The Dreamtime Duck of the Never-Never

Whilst blowing the didgeridoo, the sand beneath Scrooge crumbles to reveal an ancient cave.

He runs for shelter, and just barely makes it to the Dreamtale cave, which is then sealed off by the water and wet sand.

Much later, at the edge of the desert, Scrooge encounters Jabby again, sitting by a campfire at the end of another Dreamtale cave.

Scrooge realizes that the part of the Dreamtale that Jabby read him earlier actually foretold his adventure with the highwayman and the flash flood.

Jabby continues to tell Scrooge that the great platypus's firstborn was saved by Djuway, the bowerbird who builds his nest with shiny trinkets.

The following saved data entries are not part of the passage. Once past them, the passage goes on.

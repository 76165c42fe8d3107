//! JSON Schema checks for wire payloads.
//!
//! A [`Schema`] wraps a JSON Schema document and validates values with the
//! `jsonschema` crate. Unlike a plain serde deserialization, validation keeps
//! going after the first mismatch and reports every field-level
//! [`ValidationIssue`]. Unknown object keys are tolerated unless the document
//! closes them with `additionalProperties`.
//!
//! # Examples
//!
//! ```
//! use safecall::schema::Schema;
//! use serde_json::json;
//!
//! let schema = Schema::new(json!({
//!     "type": "object",
//!     "required": ["id", "email"],
//!     "properties": {
//!         "id": { "type": "integer", "minimum": 1 },
//!         "email": { "type": "string" }
//!     }
//! }));
//!
//! assert!(schema.validate(&json!({ "id": 1, "email": "a@b.io", "extra": true })).is_ok());
//!
//! let err = schema.validate(&json!({ "id": "1" })).unwrap_err();
//! assert_eq!(err.issues.len(), 2);
//! ```

use jsonschema::error::{ValidationError, ValidationErrorKind};
use jsonschema::paths::PathChunk;
use jsonschema::JSONSchema;
use once_cell::sync::Lazy;
use regex::Regex;
use serde::{Deserialize, Serialize};
use serde_json::{json, Value};

/// Dot-atom local part, dotted domain with an alphabetic TLD.
pub(crate) const EMAIL_PATTERN: &str = r"^[A-Za-z0-9!#$%&'*+/=?^_`{|}~-]+(?:\.[A-Za-z0-9!#$%&'*+/=?^_`{|}~-]+)*@(?:[A-Za-z0-9](?:[A-Za-z0-9-]*[A-Za-z0-9])?\.)+[A-Za-z]{2,}$";

pub(crate) static EMAIL_RE: Lazy<Regex> =
    Lazy::new(|| Regex::new(EMAIL_PATTERN).expect("Invalid email regex"));

/// What kind of mismatch a [`ValidationIssue`] describes.
#[derive(Debug, Clone, Copy, PartialEq, Eq, Serialize, Deserialize)]
#[serde(rename_all = "snake_case")]
pub enum IssueCode {
    /// The value has the wrong JSON type.
    InvalidType,
    /// A required field is missing.
    Required,
    /// A string does not match its pattern or format.
    InvalidString,
    /// A value is below its lower bound.
    TooSmall,
    /// Any other schema keyword failed.
    Invalid,
}

/// A single field-level mismatch.
#[derive(Debug, Clone, PartialEq, Serialize, Deserialize)]
pub struct ValidationIssue {
    /// Location of the offending value, e.g. `address.geo.lat` or `[2].email`.
    /// Empty for the root value.
    pub path: String,
    /// The kind of mismatch.
    pub code: IssueCode,
    /// Human-readable description.
    pub message: String,
}

impl ValidationIssue {
    /// An issue about the value as a whole.
    pub fn root(code: IssueCode, message: impl Into<String>) -> Self {
        Self {
            path: String::new(),
            code,
            message: message.into(),
        }
    }
}

impl From<ValidationError<'_>> for ValidationIssue {
    fn from(err: ValidationError<'_>) -> Self {
        let mut path = String::new();
        for chunk in err.instance_path.iter() {
            match chunk {
                PathChunk::Index(index) => path.push_str(&format!("[{index}]")),
                PathChunk::Property(name) => push_property(&mut path, name),
                PathChunk::Keyword(keyword) => push_property(&mut path, keyword),
            }
        }

        let (code, message) = match &err.kind {
            ValidationErrorKind::Required { property } => {
                push_property(&mut path, property.as_str().unwrap_or_default());
                (IssueCode::Required, "Required".to_string())
            }
            ValidationErrorKind::Type { .. } => (IssueCode::InvalidType, err.to_string()),
            ValidationErrorKind::Pattern { .. } | ValidationErrorKind::Format { .. } => {
                (IssueCode::InvalidString, "Invalid format".to_string())
            }
            ValidationErrorKind::MinLength { .. } | ValidationErrorKind::Minimum { .. } => {
                (IssueCode::TooSmall, err.to_string())
            }
            _ => (IssueCode::Invalid, err.to_string()),
        };

        Self {
            path,
            code,
            message,
        }
    }
}

fn push_property(path: &mut String, name: &str) {
    if !path.is_empty() {
        path.push('.');
    }
    path.push_str(name);
}

/// Every issue found while validating a value against a [`Schema`].
#[derive(thiserror::Error, Debug, Clone, PartialEq)]
#[error("schema validation failed with {} issue(s)", .issues.len())]
pub struct SchemaError {
    /// All mismatches, ordered by path.
    pub issues: Vec<ValidationIssue>,
}

/// A JSON Schema document.
#[derive(Debug, Clone, PartialEq)]
pub struct Schema {
    document: Value,
}

impl Schema {
    /// Wraps a JSON Schema document.
    pub fn new(document: Value) -> Self {
        Self { document }
    }

    /// A schema for an array whose every element matches `items`.
    pub fn array(items: Schema) -> Self {
        Self::new(json!({ "type": "array", "items": items.document }))
    }

    /// Returns a copy without the named top-level property.
    ///
    /// The property is dropped from both `properties` and `required`.
    pub fn omit(&self, name: &str) -> Self {
        let mut document = self.document.clone();
        if let Some(properties) = document
            .get_mut("properties")
            .and_then(Value::as_object_mut)
        {
            properties.remove(name);
        }
        if let Some(required) = document.get_mut("required").and_then(Value::as_array_mut) {
            required.retain(|field| field.as_str() != Some(name));
        }
        Self::new(document)
    }

    /// Returns a copy with every top-level property optional.
    ///
    /// Properties that are present must still match their schema.
    pub fn partial(&self) -> Self {
        let mut document = self.document.clone();
        if let Some(object) = document.as_object_mut() {
            object.insert("required".to_string(), json!([]));
        }
        Self::new(document)
    }

    /// Checks `value` against this schema, collecting every mismatch.
    ///
    /// # Errors
    ///
    /// Returns a [`SchemaError`] listing all issues if the value does not
    /// conform, or a single root issue if the document itself does not compile.
    pub fn validate(&self, value: &Value) -> Result<(), SchemaError> {
        let compiled = JSONSchema::compile(&self.document).map_err(|err| SchemaError {
            issues: vec![ValidationIssue::root(
                IssueCode::Invalid,
                format!("Invalid schema: {err}"),
            )],
        })?;

        let mut issues: Vec<ValidationIssue> = match compiled.validate(value) {
            Ok(()) => Vec::new(),
            Err(errors) => errors.map(ValidationIssue::from).collect(),
        };

        if issues.is_empty() {
            return Ok(());
        }
        issues.sort_by(|a, b| a.path.cmp(&b.path));
        Err(SchemaError { issues })
    }
}

#[cfg(test)]
mod tests {
    use super::*;

    fn person() -> Schema {
        Schema::new(json!({
            "type": "object",
            "required": ["id", "name", "email", "address"],
            "properties": {
                "id": { "type": "integer", "minimum": 1 },
                "name": { "type": "string", "minLength": 1 },
                "email": { "type": "string", "pattern": EMAIL_PATTERN },
                "address": {
                    "type": "object",
                    "required": ["city", "geo"],
                    "properties": {
                        "city": { "type": "string" },
                        "geo": {
                            "type": "object",
                            "required": ["lat"],
                            "properties": { "lat": { "type": "string" } }
                        }
                    }
                },
                "nickname": { "type": "string" }
            }
        }))
    }

    fn valid_person() -> Value {
        json!({
            "id": 7,
            "name": "Ada",
            "email": "ada@example.com",
            "address": { "city": "London", "geo": { "lat": "51.5" } },
        })
    }

    #[test]
    fn test_valid_value_passes() {
        assert!(person().validate(&valid_person()).is_ok());
    }

    #[test]
    fn test_extra_fields_are_ignored() {
        let mut value = valid_person();
        value["favourite_colour"] = json!("green");
        value["address"]["planet"] = json!("Earth");
        assert!(person().validate(&value).is_ok());
    }

    #[test]
    fn test_missing_required_field_fails() {
        let mut value = valid_person();
        value.as_object_mut().unwrap().remove("name");

        let err = person().validate(&value).unwrap_err();
        assert_eq!(err.issues.len(), 1);
        assert_eq!(err.issues[0].path, "name");
        assert_eq!(err.issues[0].code, IssueCode::Required);
    }

    #[test]
    fn test_reports_every_issue_with_nested_paths() {
        let value = json!({
            "id": 1.5,
            "name": "",
            "email": "not-an-email",
            "address": { "city": 3, "geo": {} },
            "nickname": 9,
        });

        let err = person().validate(&value).unwrap_err();
        let found: Vec<(&str, IssueCode)> = err
            .issues
            .iter()
            .map(|i| (i.path.as_str(), i.code))
            .collect();
        assert_eq!(
            found,
            vec![
                ("address.city", IssueCode::InvalidType),
                ("address.geo.lat", IssueCode::Required),
                ("email", IssueCode::InvalidString),
                ("id", IssueCode::InvalidType),
                ("name", IssueCode::TooSmall),
                ("nickname", IssueCode::InvalidType),
            ]
        );
    }

    #[test]
    fn test_non_positive_integer_is_too_small() {
        let mut value = valid_person();
        value["id"] = json!(0);
        let err = person().validate(&value).unwrap_err();
        assert_eq!(err.issues[0].code, IssueCode::TooSmall);

        value["id"] = json!(-4);
        assert!(person().validate(&value).is_err());
    }

    #[test]
    fn test_omit_drops_field() {
        let mut value = valid_person();
        value.as_object_mut().unwrap().remove("id");

        assert!(person().validate(&value).is_err());
        assert!(person().omit("id").validate(&value).is_ok());
    }

    #[test]
    fn test_partial_accepts_empty_but_checks_present_fields() {
        let partial = person().partial();
        assert!(partial.validate(&json!({})).is_ok());
        assert!(partial.validate(&json!({ "name": "Grace" })).is_ok());

        let err = partial.validate(&json!({ "email": "nope" })).unwrap_err();
        assert_eq!(err.issues.len(), 1);
        assert_eq!(err.issues[0].path, "email");
    }

    #[test]
    fn test_null_for_required_field_is_a_type_mismatch() {
        let mut value = valid_person();
        value["name"] = Value::Null;
        let err = person().validate(&value).unwrap_err();
        assert_eq!(err.issues[0].path, "name");
        assert_eq!(err.issues[0].code, IssueCode::InvalidType);
    }

    #[test]
    fn test_array_paths_are_indexed() {
        let schema = Schema::array(person());
        let mut broken = valid_person();
        broken["email"] = json!("broken");

        let err = schema
            .validate(&json!([valid_person(), broken]))
            .unwrap_err();
        assert_eq!(err.issues.len(), 1);
        assert_eq!(err.issues[0].path, "[1].email");
    }

    #[test]
    fn test_root_type_mismatch() {
        let err = Schema::array(Schema::new(json!({})))
            .validate(&json!({}))
            .unwrap_err();
        assert_eq!(err.issues[0].path, "");
        assert_eq!(err.issues[0].code, IssueCode::InvalidType);
    }

    #[test]
    fn test_broken_document_is_reported() {
        let err = Schema::new(json!({ "type": "string", "pattern": "(" }))
            .validate(&json!({}))
            .unwrap_err();
        assert_eq!(err.issues.len(), 1);
        assert_eq!(err.issues[0].code, IssueCode::Invalid);
        assert!(err.issues[0].message.starts_with("Invalid schema"));
    }
}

As a reward for returning the egg (the opal), Scrooge is allowed to "see his dream through the crystal eye".

As Scrooge leaves, singing happily to himself, Jabby looks at the Dreamtale, where there is a drawing resembling his money bin, and his nephews, Donald, Huey, Dewey and Louie.

In his author's note to the story, Don Rosa wrote that one of the characteristics that distinguish Scrooge from his nephew, Donald Duck, is the former's interest in archaeology and respect for the importance of history.

Rosa wanted to write an "origin story" for this aspect of Scrooge's character, and while doing so, realized that the Aboriginal Australians have "probably a greater sense of their historical continuity than anyone else in the world."